À flanc de Seine, entre architecture monumentale et souffle d’été, Corail s’installe au Musée d’Art Moderne de Paris avec l’assurance tranquille d’une adresse née pour rayonner. Ici, la saison s’ouvre en grand, sous les citronniers en fleurs et le regard lointain de la Tour Eiffel. Dès midi, la lumière cisèle les tables ; à l’heure dorée, l’air devient tiède, les conversations s’étirent, les cocktails se teintent de grenadine ou d’amertume florale. Il ne s’agit pas d’un simple restaurant éphémère, mais d’un manifeste estival à ciel ouvert.
La terrasse a été repensée comme un décor vivant. Dans cette mise en scène raffinée, chaque détail semble vouloir raconter une histoire — ou plutôt un voyage. Les textiles chatoyants, les motifs ethniques, les matières naturelles ont été sélectionnés par La Casano, jeune maison de décoration qui convoque l’artisanat d’exception venu d’Inde, d’Ouzbékistan ou des anciens empires ottomans. L’élégance s’exprime ici dans la légèreté : un coussin brodé, une lanterne tressée, un motif ikat sur un set de table. Rien de pesant, tout respire la liberté et la chaleur. Corail ne cherche pas l’effet spectaculaire : il impose une ambiance, presque une température émotionnelle.
La carte, elle, suit le même principe. Tout évoque l’été dans ce qu’il a de plus vibrant : la mer, les grillades, l’ombre salutaire d’une pergola, la fraîcheur d’un verre de blanc au déjeuner. En ouverture, les crus s’imposent. Carpaccio de loup de mer aux graines de tomates, sashimi de sériole citronnelle-piment, tartare de thon rouge au raifort. Puis viennent les assiettes plus charnelles : poulpe grillé au fenouil, daurade câpres-citron, saumon à la méditerranéenne. À partager, le poisson du jour entier rappelle les tablées de bord de mer, version haute couture.

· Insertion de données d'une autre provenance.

// src/model/mod.rs

pub mod predict;

use crate::ingest::TrainingRecord;
use anyhow::{Context, Result};
use arrow::array::{Array, Float64Array, Int32Array, StringArray};
use arrow::datatypes::{DataType, Field, Schema};
use arrow::record_batch::RecordBatch;
use chrono::{Datelike, Timelike};
use parquet::arrow::arrow_reader::ParquetRecordBatchReaderBuilder;
use parquet::arrow::ArrowWriter;
use parquet::basic::Compression;
use parquet::file::properties::WriterProperties;
use std::{collections::BTreeMap, fs, fs::File, path::Path, sync::Arc};
use tracing::info;

pub const DEFAULT_MODEL_PATH: &str = "models/baseline_hist_avg.parquet";

/// Mean historical load per (zone, day-of-week, hour-of-day) group.
/// `day_of_week` is 0–6 with Monday = 0; `hour` is 0–23. Keyed zone-first
/// so zone enumeration and per-zone lookups stay ordered and cheap.
#[derive(Debug, Default, Clone, PartialEq)]
pub struct BaselineModel {
    means: BTreeMap<String, BTreeMap<(u32, u32), f64>>,
}

impl BaselineModel {
    /// Group records by (zone, day-of-week, hour) and take the arithmetic
    /// mean of each group. Empty input yields an empty model.
    pub fn train(records: &[TrainingRecord]) -> Self {
        let mut acc: BTreeMap<String, BTreeMap<(u32, u32), (f64, u64)>> = BTreeMap::new();
        for r in records {
            let slot = (
                r.timestamp.weekday().num_days_from_monday(),
                r.timestamp.hour(),
            );
            let cell = acc
                .entry(r.zone.clone())
                .or_default()
                .entry(slot)
                .or_insert((0.0, 0));
            cell.0 += r.load_mw;
            cell.1 += 1;
        }

        let means = acc
            .into_iter()
            .map(|(zone, slots)| {
                let slots = slots
                    .into_iter()
                    .map(|(slot, (sum, n))| (slot, sum / n as f64))
                    .collect();
                (zone, slots)
            })
            .collect();
        Self { means }
    }

    pub fn insert(&mut self, zone: String, day_of_week: u32, hour: u32, load_mean: f64) {
        self.means
            .entry(zone)
            .or_default()
            .insert((day_of_week, hour), load_mean);
    }

    pub fn is_empty(&self) -> bool {
        self.means.is_empty()
    }

    /// Number of (zone, day-of-week, hour) groups.
    pub fn len(&self) -> usize {
        self.means.values().map(|m| m.len()).sum()
    }

    pub fn get(&self, zone: &str, day_of_week: u32, hour: u32) -> Option<f64> {
        self.means
            .get(zone)
            .and_then(|m| m.get(&(day_of_week, hour)))
            .copied()
    }

    /// All zones in the model, sorted.
    pub fn zones(&self) -> Vec<String> {
        self.means.keys().cloned().collect()
    }

    /// Iterate every group as (zone, day_of_week, hour, load_mean), in
    /// (zone, day_of_week, hour) order.
    pub fn iter(&self) -> impl Iterator<Item = (&str, u32, u32, f64)> + '_ {
        self.means.iter().flat_map(|(zone, slots)| {
            slots
                .iter()
                .map(move |(&(dow, hour), &mean)| (zone.as_str(), dow, hour, mean))
        })
    }

    fn schema() -> Arc<Schema> {
        Arc::new(Schema::new(vec![
            Field::new("zone", DataType::Utf8, false),
            Field::new("day_of_week", DataType::Int32, false),
            Field::new("hour", DataType::Int32, false),
            Field::new("load_mean", DataType::Float64, false),
        ]))
    }

    /// Persist the model as a Parquet table (zone, day_of_week, hour,
    /// load_mean). Writes to a `.tmp` sibling and renames into place.
    pub fn write_parquet<P: AsRef<Path>>(&self, path: P) -> Result<()> {
        let path = path.as_ref();
        if let Some(parent) = path.parent() {
            if !parent.as_os_str().is_empty() {
                fs::create_dir_all(parent)
                    .with_context(|| format!("creating {}", parent.display()))?;
            }
        }

        let mut zones = Vec::with_capacity(self.len());
        let mut dows = Vec::with_capacity(self.len());
        let mut hours = Vec::with_capacity(self.len());
        let mut means = Vec::with_capacity(self.len());
        for (zone, dow, hour, mean) in self.iter() {
            zones.push(zone.to_string());
            dows.push(dow as i32);
            hours.push(hour as i32);
            means.push(mean);
        }

        let schema = Self::schema();
        let batch = RecordBatch::try_new(
            schema.clone(),
            vec![
                Arc::new(StringArray::from(zones)),
                Arc::new(Int32Array::from(dows)),
                Arc::new(Int32Array::from(hours)),
                Arc::new(Float64Array::from(means)),
            ],
        )
        .context("building model record batch")?;

        let tmp_path = path.with_extension("parquet.tmp");
        let file = File::create(&tmp_path)
            .with_context(|| format!("creating {}", tmp_path.display()))?;
        let props = WriterProperties::builder()
            .set_compression(Compression::SNAPPY)
            .build();
        let mut writer = ArrowWriter::try_new(file, schema, Some(props))
            .context("creating Arrow writer for model")?;
        writer.write(&batch).context("writing model batch")?;
        writer.close().context("closing model writer")?;

        fs::rename(&tmp_path, path).with_context(|| {
            format!("renaming {} to {}", tmp_path.display(), path.display())
        })?;

        info!(rows = self.len(), path = %path.display(), "wrote baseline means");
        Ok(())
    }

    /// Load a model previously written by [`write_parquet`].
    ///
    /// [`write_parquet`]: BaselineModel::write_parquet
    pub fn read_parquet<P: AsRef<Path>>(path: P) -> Result<Self> {
        let path = path.as_ref();
        let file =
            File::open(path).with_context(|| format!("opening model {}", path.display()))?;
        let reader = ParquetRecordBatchReaderBuilder::try_new(file)
            .with_context(|| format!("reading Parquet metadata of {}", path.display()))?
            .with_batch_size(8192)
            .build()
            .with_context(|| format!("building Parquet reader for {}", path.display()))?;

        let mut model = BaselineModel::default();
        for batch in reader {
            let batch = batch.context("reading model record batch")?;
            let schema = batch.schema();
            let zones = batch
                .column(schema.index_of("zone")?)
                .as_any()
                .downcast_ref::<StringArray>()
                .context("zone column should be Utf8")?;
            let dows = batch
                .column(schema.index_of("day_of_week")?)
                .as_any()
                .downcast_ref::<Int32Array>()
                .context("day_of_week column should be Int32")?;
            let hours = batch
                .column(schema.index_of("hour")?)
                .as_any()
                .downcast_ref::<Int32Array>()
                .context("hour column should be Int32")?;
            let means = batch
                .column(schema.index_of("load_mean")?)
                .as_any()
                .downcast_ref::<Float64Array>()
                .context("load_mean column should be Float64")?;

            for row in 0..batch.num_rows() {
                model.insert(
                    zones.value(row).to_string(),
                    dows.value(row) as u32,
                    hours.value(row) as u32,
                    means.value(row),
                );
            }
        }

        info!(rows = model.len(), path = %path.display(), "loaded baseline model");
        Ok(model)
    }
}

Les pâtes jouent la partition italienne en majesté : paccheri au loup de mer, rigatoni crémeux ou encore linguine au homard servies pour deux. Côté viandes, les classiques sont là, mais parfaitement tenus : tartare au couteau, chateaubriand, veau au beurre citronné, et la spectaculaire côte de bœuf maturée à partager.

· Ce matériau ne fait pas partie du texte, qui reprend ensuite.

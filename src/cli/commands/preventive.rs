use crate::cli::commands::{finish, print_json};
use crate::cli::parser::{Commands, PreventiveCommand};
use crate::config::Config;
use crate::context::AppContext;
use crate::errors::{AppError, AppResult};
use crate::models::{NewPreventiveTask, PreventiveTask};
use crate::ui::messages::{count, field, header, info};
use crate::utils::date;
use crate::utils::table::{Column, Table};

/// Handle `preventive <action>`.
pub fn handle(cmd: &Commands, cfg: &Config) -> AppResult<()> {
    let Commands::Preventive { action } = cmd else {
        return Ok(());
    };
    let mut ctx = AppContext::open(cfg.clone())?;

    let outcome = match action {
        PreventiveCommand::Add {
            sector,
            location,
            description,
            priority,
            frequency,
            start,
            items,
            suggest,
            notes,
        } => {
            let start_date = start
                .as_deref()
                .map(|s| date::parse_date(s).ok_or_else(|| AppError::InvalidDate(s.to_string())))
                .transpose()?;

            let checklist_template = if items.is_empty() && *suggest {
                let suggestion = ctx.suggest_checklist(sector, location, description);
                if let Some(msg) = &suggestion.message {
                    info(msg);
                }
                suggestion.checklist
            } else {
                items.clone()
            };

            let input = NewPreventiveTask {
                sector: sector.clone(),
                location: location.clone(),
                description: description.clone(),
                priority: *priority,
                frequency: *frequency,
                start_date,
                checklist_template,
                notes: notes.clone(),
            };
            finish(ctx.create_preventive_task(&input))
        }

        PreventiveCommand::List { all, json } => {
            let tasks = if *all {
                ctx.all_tasks()
            } else {
                ctx.active_tasks()
            };
            list(&tasks, *json)
        }

        PreventiveCommand::Show { id, json } => match ctx.task(id) {
            Some(task) if *json => print_json(&task),
            Some(task) => {
                print_details(&task);
                Ok(())
            }
            None => Err(AppError::not_found("Preventive task", id.as_str())),
        },

        PreventiveCommand::Deactivate { id } => finish(ctx.deactivate_task(id)),

        PreventiveCommand::Generate { id } => finish(ctx.generate_for_task(id)),
    };

    ctx.close();
    outcome
}

fn list(tasks: &[PreventiveTask], json: bool) -> AppResult<()> {
    if json {
        return print_json(tasks);
    }
    if tasks.is_empty() {
        info("No preventive tasks.");
        return Ok(());
    }

    header("Preventive tasks");
    let mut table = Table::new(vec![
        Column::new("ID", 20),
        Column::new("Frequency", 10),
        Column::new("Next due", 10),
        Column::new("Priority", 8),
        Column::new("Active", 6),
        Column::new("Sector", 14),
        Column::new("Description", 36),
    ]);
    for t in tasks {
        table.add_row(vec![
            t.id.clone(),
            t.frequency_label.clone(),
            t.next_due_date.clone(),
            t.priority.as_str().to_string(),
            if t.active { "yes" } else { "no" }.to_string(),
            t.sector.clone(),
            t.description.clone(),
        ]);
    }
    print!("{}", table.render());
    count(tasks.len(), "task");
    Ok(())
}

fn print_details(t: &PreventiveTask) {
    header(format!("Preventive task {}", t.id));
    field("Sector", &t.sector);
    field("Location", &t.location);
    field("Description", &t.description);
    field("Priority", t.priority.as_str());
    field("Frequency", &t.frequency_label);
    field("Next due", &t.next_due_date);
    field("Last execution", &t.last_execution_date);
    field("Active", if t.active { "yes" } else { "no" });
    field("Created", &t.created_at);
    field("Notes", &t.notes);
    if !t.checklist_template.is_empty() {
        println!("Checklist template:");
        for item in &t.checklist_template {
            println!("  - {item}");
        }
    }
}
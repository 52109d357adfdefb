use crate::errors::AppResult;
use rusqlite::Connection;

/// Initialize the workbook file.
/// Creates the sheet catalogue and the cell grid; safe to run on every open.
pub fn init_workbook(conn: &Connection) -> AppResult<()> {
    conn.execute_batch(
        r#"
        CREATE TABLE IF NOT EXISTS sheets (
            name         TEXT PRIMARY KEY,
            position     INTEGER NOT NULL,
            frozen_rows  INTEGER NOT NULL DEFAULT 0
        );

        CREATE TABLE IF NOT EXISTS cells (
            sheet  TEXT NOT NULL,
            row    INTEGER NOT NULL,
            col    INTEGER NOT NULL,
            kind   TEXT NOT NULL CHECK (kind IN ('text','number','bool','date')),
            value  TEXT NOT NULL,
            PRIMARY KEY (sheet, row, col)
        );

        CREATE INDEX IF NOT EXISTS idx_cells_sheet_row ON cells(sheet, row);
        "#,
    )?;
    Ok(())
}
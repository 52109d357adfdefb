use hotelmaint::AppContext;
use hotelmaint::db::{Cell, MemoryWorkbook, SqliteWorkbook, Workbook};
use hotelmaint::errors::AppError;
use hotelmaint::models::work_order::col;
use hotelmaint::models::WorkOrderSchema;
use hotelmaint::store::{DEFAULT_CACHE_TTL, HeaderCheck, Table, TableSchema};
use std::rc::Rc;
use std::time::Duration;

mod common;
use common::{setup_test_workbook, test_config};

fn memory() -> (Rc<MemoryWorkbook>, Rc<dyn Workbook>) {
    let wb = Rc::new(MemoryWorkbook::new());
    let shared: Rc<dyn Workbook> = wb.clone();
    (wb, shared)
}

#[test]
fn missing_sheet_is_created_with_frozen_headers() {
    let (wb, shared) = memory();
    let table: Table<WorkOrderSchema> = Table::open(shared, DEFAULT_CACHE_TTL).unwrap();

    assert_eq!(table.header_check(), &HeaderCheck::Created);
    assert_eq!(wb.frozen_rows(WorkOrderSchema::NAME), 1);
    assert_eq!(
        wb.last_column(WorkOrderSchema::NAME).unwrap(),
        WorkOrderSchema::HEADERS.len()
    );
}

#[test]
fn empty_sheet_gets_headers() {
    let (wb, shared) = memory();
    wb.create_sheet(WorkOrderSchema::NAME).unwrap();

    let table: Table<WorkOrderSchema> = Table::open(shared, DEFAULT_CACHE_TTL).unwrap();
    assert_eq!(table.header_check(), &HeaderCheck::Initialized);
    assert_eq!(wb.last_row(WorkOrderSchema::NAME).unwrap(), 1);
}

#[test]
fn insert_then_find_round_trip() {
    let (_wb, shared) = memory();
    let mut table: Table<WorkOrderSchema> = Table::open(shared, DEFAULT_CACHE_TTL).unwrap();

    let inserted = table
        .insert(&[
            (col::ID, Cell::text("OS-20250101-1111")),
            (col::SECTOR, Cell::text("Laundry")),
            (col::TIME_SPENT_HOURS, Cell::Number(2.0)),
        ])
        .unwrap()
        .expect("row found after insert");
    assert_eq!(inserted.row, 2);

    let found = table.find_by_key("OS-20250101-1111").unwrap().unwrap();
    let record = table.to_record(&found).unwrap();
    assert_eq!(record.get(col::SECTOR), "Laundry");
    assert_eq!(record.get(col::TIME_SPENT_HOURS), "2");
    assert_eq!(record.get(col::NOTES), "");
    assert_eq!(record.len(), WorkOrderSchema::HEADERS.len());

    assert!(table.find_by_key("OS-missing").unwrap().is_none());
}

#[test]
fn update_fields_is_visible_within_ttl() {
    let (_wb, shared) = memory();
    let mut table: Table<WorkOrderSchema> =
        Table::open(shared, Duration::from_secs(3600)).unwrap();
    let row = table
        .insert(&[(col::ID, Cell::text("A")), (col::STATUS, Cell::text("Open"))])
        .unwrap()
        .unwrap();
    table.read_all(false).unwrap();

    table
        .update_fields(row.row, &[(col::STATUS, Cell::text("Done"))])
        .unwrap();

    let found = table.find_by_key("A").unwrap().unwrap();
    assert_eq!(table.to_record(&found).unwrap().get(col::STATUS), "Done");
}

#[test]
fn snapshot_is_served_until_forced() {
    let (wb, shared) = memory();
    let mut table: Table<WorkOrderSchema> =
        Table::open(shared, Duration::from_secs(3600)).unwrap();
    table
        .insert(&[(col::ID, Cell::text("A")), (col::NOTES, Cell::text("before"))])
        .unwrap();
    let notes_col = table.col(col::NOTES).unwrap();
    table.read_all(false).unwrap();

    // Written behind the table's back.
    wb.set_cell(WorkOrderSchema::NAME, 2, notes_col + 1, Cell::text("after"))
        .unwrap();

    let cached = table.read_all(false).unwrap();
    assert_eq!(cached.rows[0][notes_col].to_display(), "before");
    let fresh = table.read_all(true).unwrap();
    assert_eq!(fresh.rows[0][notes_col].to_display(), "after");
}

#[test]
fn zero_ttl_always_rereads() {
    let (wb, shared) = memory();
    let mut table: Table<WorkOrderSchema> = Table::open(shared, Duration::ZERO).unwrap();
    table.insert(&[(col::ID, Cell::text("A"))]).unwrap();
    table.read_all(false).unwrap();

    wb.append_row(WorkOrderSchema::NAME, &[Cell::text("B")]).unwrap();
    assert_eq!(table.read_all(false).unwrap().rows.len(), 2);
}

#[test]
fn drifted_headers_are_read_as_is() {
    let (wb, shared) = memory();
    wb.create_sheet(WorkOrderSchema::NAME).unwrap();
    wb.append_row(
        WorkOrderSchema::NAME,
        &[Cell::text("id"), Cell::text("legacy"), Cell::text("status")],
    )
    .unwrap();
    wb.append_row(
        WorkOrderSchema::NAME,
        &[Cell::text("OLD-1"), Cell::text("keep me"), Cell::text("Open")],
    )
    .unwrap();

    let mut table: Table<WorkOrderSchema> = Table::open(shared, DEFAULT_CACHE_TTL).unwrap();
    match table.header_check() {
        HeaderCheck::Drifted { found } => assert_eq!(found, &["id", "legacy", "status"]),
        other => panic!("unexpected header check {other:?}"),
    }

    // Nothing was rewritten.
    let rows = wb.read_rows(WorkOrderSchema::NAME, 1, 2, 3).unwrap();
    assert_eq!(rows[0][1].to_display(), "legacy");
    assert_eq!(rows[1][1].to_display(), "keep me");

    assert!(matches!(
        table.col(col::PRIORITY),
        Err(AppError::Schema { .. })
    ));

    let found = table.find_by_key("OLD-1").unwrap().unwrap();
    table
        .update_fields(
            found.row,
            &[
                ("no_such_field", Cell::text("x")),
                (col::STATUS, Cell::text("Done")),
            ],
        )
        .unwrap();
    let updated = table.find_by_key("OLD-1").unwrap().unwrap();
    let record = table.to_record(&updated).unwrap();
    assert_eq!(record.get("legacy"), "keep me");
    assert_eq!(record.get(col::STATUS), "Done");
    assert!(!record.contains("no_such_field"));
}

#[test]
fn sqlite_cells_keep_their_kind() {
    let wb = SqliteWorkbook::in_memory().unwrap();
    wb.create_sheet("cells").unwrap();
    let when = chrono::NaiveDate::from_ymd_opt(2025, 1, 2)
        .unwrap()
        .and_hms_opt(9, 30, 15)
        .unwrap();
    let row = vec![
        Cell::text("a"),
        Cell::Number(2.5),
        Cell::Bool(true),
        Cell::Date(when),
        Cell::Empty,
        Cell::text("end"),
    ];
    wb.append_row("cells", &row).unwrap();

    assert_eq!(wb.last_row("cells").unwrap(), 1);
    assert_eq!(wb.last_column("cells").unwrap(), 6);
    assert_eq!(wb.read_rows("cells", 1, 1, 6).unwrap()[0], row);

    wb.set_cell("cells", 1, 6, Cell::Empty).unwrap();
    assert_eq!(wb.last_column("cells").unwrap(), 4);
}

#[test]
fn sqlite_workbook_persists_between_opens() {
    let path = setup_test_workbook("store_persist");
    {
        let shared: Rc<dyn Workbook> = Rc::new(SqliteWorkbook::open(&path).unwrap());
        let mut table: Table<WorkOrderSchema> = Table::open(shared, DEFAULT_CACHE_TTL).unwrap();
        table
            .insert(&[
                (col::ID, Cell::text("OS-1")),
                (col::ESTIMATED_COST, Cell::Number(12.5)),
            ])
            .unwrap();
    }

    let shared: Rc<dyn Workbook> = Rc::new(SqliteWorkbook::open(&path).unwrap());
    let mut table: Table<WorkOrderSchema> = Table::open(shared, DEFAULT_CACHE_TTL).unwrap();
    assert_eq!(table.header_check(), &HeaderCheck::Matched);
    let found = table.find_by_key("OS-1").unwrap().unwrap();
    assert_eq!(table.to_record(&found).unwrap().get(col::ESTIMATED_COST), "12.5");
}

#[test]
fn repeated_header_reads_back_what_was_written() {
    let (wb, shared) = memory();
    wb.create_sheet(WorkOrderSchema::NAME).unwrap();
    wb.append_row(
        WorkOrderSchema::NAME,
        &[Cell::text("id"), Cell::text("status"), Cell::text("status")],
    )
    .unwrap();
    wb.append_row(
        WorkOrderSchema::NAME,
        &[Cell::text("A"), Cell::text("Open"), Cell::text("Open")],
    )
    .unwrap();

    let mut table: Table<WorkOrderSchema> = Table::open(shared, DEFAULT_CACHE_TTL).unwrap();
    assert!(matches!(table.header_check(), HeaderCheck::Drifted { .. }));

    let found = table.find_by_key("A").unwrap().unwrap();
    table
        .update_fields(found.row, &[(col::STATUS, Cell::text("Done"))])
        .unwrap();

    let updated = table.find_by_key("A").unwrap().unwrap();
    assert_eq!(table.to_record(&updated).unwrap().get(col::STATUS), "Done");
}

#[test]
fn inspect_does_not_create_sheets() {
    let cfg = test_config("inspect_missing");

    let report = AppContext::inspect(&cfg).unwrap();
    assert!(report.sheets.is_empty());
    assert!(!report.work_orders.exists);
    assert!(!report.preventive_tasks.exists);
    assert!(!report.is_healthy());

    // Still missing on a second look.
    let again = AppContext::inspect(&cfg).unwrap();
    assert!(!again.work_orders.exists);

    AppContext::open(cfg.clone()).unwrap().close();
    let report = AppContext::inspect(&cfg).unwrap();
    assert!(report.work_orders.exists);
    assert!(report.preventive_tasks.exists);
    assert!(report.is_healthy());
}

Les accompagnements, loin d’être un détail, viennent souligner chaque plat : brocolis à l’ail et piment, écrasé de pommes de terre à l’huile d’olive, cœur de sucrine à la feuille près. Même les salades trouvent ici une poésie simple — haricots verts et ricotta crémeuse, sucrine avocat-fêta, ou encore un superbe chou-fleur à la poutargue.
Les douceurs ferment la marche avec retenue et précision : millefeuille vanille-pistache, amande glacée à l’amaretto, assiette de madeleines au citron. À l’heure où la lumière se fait plus douce, les verres se remplissent à nouveau, cette fois de créations fraîches et colorées du bar — un autre territoire d’expression, entre réinterprétation et classiques bien frappés.
Corail n’est pas un secret. C’est une évidence. Une adresse pensée pour embrasser l’été, de midi à minuit, dans une atmosphère de plaisir simple, de beauté douce et d’élégance vécue. Une parenthèse solaire, entre pierre claire et ciel fauve, où Paris devient enfin une ville du Sud.